The Difference-in-Difference (DiD) analysis is a powerful econometric tool with very practical uses.
The classical use of DID is to analyze the difference between two groups after some sort of treatment. Say, for example, that you want to compare scores of a college entrance exam, the SAT, for two groups of students, one group that participated in an SAT prep course (the treatment group) and one group that did not (the control group). Let’s further assume that all students took the SAT prior to the start of the course. And as a last assumption, enrollment in the prep course was not random. Students were required to express interest in the program.
In the above example, you could simply compare the final SAT scores of the treatment and control group to gauge the success of the enrichment program. For example, if the treatment group scored 1400 on average, but the control group scored 1200, the 200-point difference could be viewed as the effect of the program.
The problem with that approach is that it does not take other important factors into consideration such as time (maybe students just get better at taking the test over time) and starting position (maybe the treatment group scored higher on the first round of testing than the control group, providing a “head start” ). DiD separates the difference in SAT scores, 200 points in our example, into its constituent parts – time, starting position and the effect of treatment – quantifying the effect of each component. Of the additional 200 points the treatment group scored over the control, perhaps 50 of the points were due to the fact that the treatment group are just better test-takers, as evidenced by the original SAT scores, and would have scored on average 50 points higher even in the absence of treatment.
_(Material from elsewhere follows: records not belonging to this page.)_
use crate::cmd::VersionArgs;
use crate::exit::{CliResult, SUCCESS};

pub fn run(args: VersionArgs) -> CliResult<i32> {
    if !args.extended {
        println!("muxprims {}", env!("CARGO_PKG_VERSION"));
        return Ok(SUCCESS);
    }

    println!("name: muxprims");
    println!("version: {}", env!("CARGO_PKG_VERSION"));
    println!(
        "target: {}",
        option_env!("MUXPRIMS_BUILD_TARGET").unwrap_or("unknown")
    );
    println!("target_os: {}", std::env::consts::OS);
    println!("target_arch: {}", std::env::consts::ARCH);
    println!(
        "rustc: {}",
        option_env!("RUSTC_VERSION").unwrap_or("unknown")
    );
    println!("git_hash: {}", option_env!("GIT_HASH").unwrap_or("unknown"));
    println!(
        "features: proxy={}, async={}, cli=true",
        cfg!(feature = "proxy"),
        cfg!(feature = "async")
    );
    println!(
        "channel_capacity: {}",
        muxprims_mux::DEFAULT_CHANNEL_CAPACITY
    );

    Ok(SUCCESS)
}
DiD allows to you isolate the pure treatment effect.
To set up the analysis, we created two dummy/categorical variables that take on a value of either 0 or 1:
- Time: The time variable denoting whether the observation is pre-treatment (first SAT score) or post-treatment (second SAT score)
- Participant: Whether a student completed the prep course (the treatment)
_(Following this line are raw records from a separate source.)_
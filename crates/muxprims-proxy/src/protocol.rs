//! Envelope markers, command opcodes and option bits.

use crate::error::ProxyError;

/// Successful reply.
pub const PROTO_OK: u8 = 0;
/// A command follows: opcode (i16) then its arguments.
pub const PROTO_COMMAND: u8 = 1;
/// Stop the dispatcher.
pub const PROTO_SHUTDOWN: u8 = 2;
/// Failed reply, followed by a message string.
pub const PROTO_ERROR: u8 = 126;

/// Append to an existing file instead of truncating it (GETOUTPUTSTREAM).
pub const APPEND: i32 = 1;
/// Create only the last path component (MKDIR).
pub const SHALLOW: i32 = 4;
/// Apply `FileInfo::permissions` (PUTINFO).
pub const SET_ATTRIBUTES: i32 = 0x400;
/// Apply `FileInfo::last_modified` (PUTINFO).
pub const SET_LAST_MODIFIED: i32 = 0x800;

/// Command opcodes.
#[derive(Debug, Clone, Copy, PartialEq, Eq, Hash)]
#[repr(i16)]
pub enum Opcode {
    Exec = 1,
    GetCwd = 2,
    GetEnv = 3,
    GetProperties = 4,
    ChildInfos = 5,
    FetchInfo = 6,
    Mkdir = 7,
    Delete = 8,
    PutInfo = 9,
    GetInputStream = 10,
    GetOutputStream = 11,
}

impl Opcode {
    pub fn name(self) -> &'static str {
        match self {
            Opcode::Exec => "EXEC",
            Opcode::GetCwd => "GETCWD",
            Opcode::GetEnv => "GETENV",
            Opcode::GetProperties => "GETPROPERTIES",
            Opcode::ChildInfos => "CHILDINFOS",
            Opcode::FetchInfo => "FETCHINFO",
            Opcode::Mkdir => "MKDIR",
            Opcode::Delete => "DELETE",
            Opcode::PutInfo => "PUTINFO",
            Opcode::GetInputStream => "GETINPUTSTREAM",
            Opcode::GetOutputStream => "GETOUTPUTSTREAM",
        }
    }
}

impl TryFrom<i16> for Opcode {
    type Error = ProxyError;

    fn try_from(value: i16) -> Result<Self, Self::Error> {
        Ok(match value {
            1 => Opcode::Exec,
            2 => Opcode::GetCwd,
            3 => Opcode::GetEnv,
            4 => Opcode::GetProperties,
            5 => Opcode::ChildInfos,
            6 => Opcode::FetchInfo,
            7 => Opcode::Mkdir,
            8 => Opcode::Delete,
            9 => Opcode::PutInfo,
            10 => Opcode::GetInputStream,
            11 => Opcode::GetOutputStream,
            other => return Err(ProxyError::UnknownOpcode(other)),
        })
    }
}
We then created a variable called time_participant, which is the interaction between these two variables (i.e. the time variable multiplied by the participant variable).
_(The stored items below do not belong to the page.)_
use muxprims_frame::MAX_CHANNELS;

const WORDS: usize = MAX_CHANNELS / 64;

/// Bitmap over the one-byte channel id space. Allocation picks the lowest
/// free id.
#[derive(Debug, Clone, Default)]
pub struct IdAllocator {
    bits: [u64; WORDS],
}

impl IdAllocator {
    pub fn new() -> Self {
        Self::default()
    }

    /// Take the lowest free id, or `None` if all ids are in use.
    pub fn allocate(&mut self) -> Option<u8> {
        let (word, bits) = self
            .bits
            .iter()
            .enumerate()
            .find(|(_, bits)| **bits != u64::MAX)?;
        let bit = bits.trailing_ones() as usize;
        let id = (word * 64 + bit) as u8;
        self.bits[word] |= 1 << bit;
        Some(id)
    }

    /// Mark a specific id as used. Returns `false` if it already was.
    pub fn claim(&mut self, id: u8) -> bool {
        let (word, mask) = Self::slot(id);
        if self.bits[word] & mask != 0 {
            return false;
        }
        self.bits[word] |= mask;
        true
    }

    /// Return an id to the free pool. Releasing a free id is a no-op.
    pub fn release(&mut self, id: u8) {
        let (word, mask) = Self::slot(id);
        self.bits[word] &= !mask;
    }

    #[cfg(test)]
    fn is_allocated(&self, id: u8) -> bool {
        let (word, mask) = Self::slot(id);
        self.bits[word] & mask != 0
    }

    #[cfg(test)]
    fn len(&self) -> usize {
        self.bits.iter().map(|bits| bits.count_ones() as usize).sum()
    }

    #[cfg(test)]
    fn is_empty(&self) -> bool {
        self.len() == 0
    }

    #[cfg(test)]
    fn is_full(&self) -> bool {
        self.len() == MAX_CHANNELS
    }

    fn slot(id: u8) -> (usize, u64) {
        let id = id as usize;
        (id / 64, 1u64 << (id % 64))
    }
}

#[cfg(test)]
mod tests {
    use super::*;

    #[test]
    fn allocates_lowest_free_id() {
        let mut ids = IdAllocator::new();
        assert_eq!(ids.allocate(), Some(0));
        assert_eq!(ids.allocate(), Some(1));
        assert_eq!(ids.allocate(), Some(2));

        ids.release(1);
        assert_eq!(ids.allocate(), Some(1));
        assert_eq!(ids.allocate(), Some(3));
        assert_eq!(ids.len(), 4);
    }

    #[test]
    fn exhausts_after_256() {
        let mut ids = IdAllocator::new();
        for expected in 0..=255u8 {
            assert_eq!(ids.allocate(), Some(expected));
        }
        assert!(ids.is_full());
        assert_eq!(ids.allocate(), None);

        ids.release(200);
        assert!(!ids.is_full());
        assert_eq!(ids.allocate(), Some(200));
    }

    #[test]
    fn claim_rejects_used_ids() {
        let mut ids = IdAllocator::new();
        assert!(ids.claim(70));
        assert!(!ids.claim(70));
        assert!(ids.is_allocated(70));
        assert_eq!(ids.allocate(), Some(0));

        ids.release(70);
        ids.release(70);
        assert!(!ids.is_allocated(70));
        assert_eq!(ids.len(), 1);
        assert!(!ids.is_empty());
    }

    #[test]
    fn crosses_word_boundaries() {
        let mut ids = IdAllocator::new();
        for id in 0..64u8 {
            assert!(ids.claim(id));
        }
        assert_eq!(ids.allocate(), Some(64));
        assert!(ids.claim(255));
        ids.release(3);
        assert_eq!(ids.allocate(), Some(3));
    }
}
We generally perform econometric analysis in Stata, but it is our understanding that this can also be done in R. Note that t0 refers to the first test and t1 refers to the second.
Variables under consideration:
Score: The SAT score. The dependent variable in this example
Time: The change in SAT score attributable to time, with the assumption being that students performed better the second time that they took the test. The coefficient on this variable represents the increase in score from t0 to t1 for students that did not complete the prep course.
Participant: The change in SAT score attributable to differences between the two groups prior to treatment. This coefficient quantifies the difference between participants and non-participants at t0, i.e. prior to the start of the prep course.
Time_Participant: The difference-in-difference variable. This coefficient displays the difference between program participants and non-participants at t1 while controlling for differences at t0.
The resulting regression equation is:
SAT Score = 1107.59 + 71.126time + 43.168participant + 118.816time_participant
In simpler terms, the above model predicts that all students are expected to score at least 1108 on the first test. Taking the test a second time is expected to boost scores by 71 points. As stated above, participation is not random. There is a selection bias built into the model in that those students that decided to participate in the program already had on average higher scores on the original test than the the students that chose not to participate. The difference in scores between those that chose to participate and those that did not PRIOR to participating in the program (i.e. at t0) is 43 points. And lastly, taking the test a second time and participating in the enrichment program together increases scores by 119 points.
Taken all together, a student that did not participate in the prep course should expect an SAT score of 1179 (constant plus coefficient on the time variable) on the second exam. While a student that participated in the course can expect to achieve 1341 on their second attempt, a difference of 162 points.
In conclusion, the DiD model is most useful in zeroing in on the effect of the treatment while excluding the effect of other variables: time in this example, but potentially also gender, age, or other factors that could affect outcomes. Students participating in the course scored 162 points higher than students that did not, but the effect of the treatment on its own was only 119 points.
An example of how this could be useful is a simple cost benefit analysis. Given the time and expense associated with developing and administering this program, let’s assume that the school set a threshold of 150 points. At 150 points or higher, the program is worth the cost, but below that threshold, it is not. Looking at the pure results, an expected increase of 162 points would exceed the threshold, triggering an expansion of the program. However, through difference-in-difference, administrators see that the program itself is only responsible for 119 points of that gain, thus falling short of expectations.
Note: The sample dataset and the Stata Do-file can be found on Github.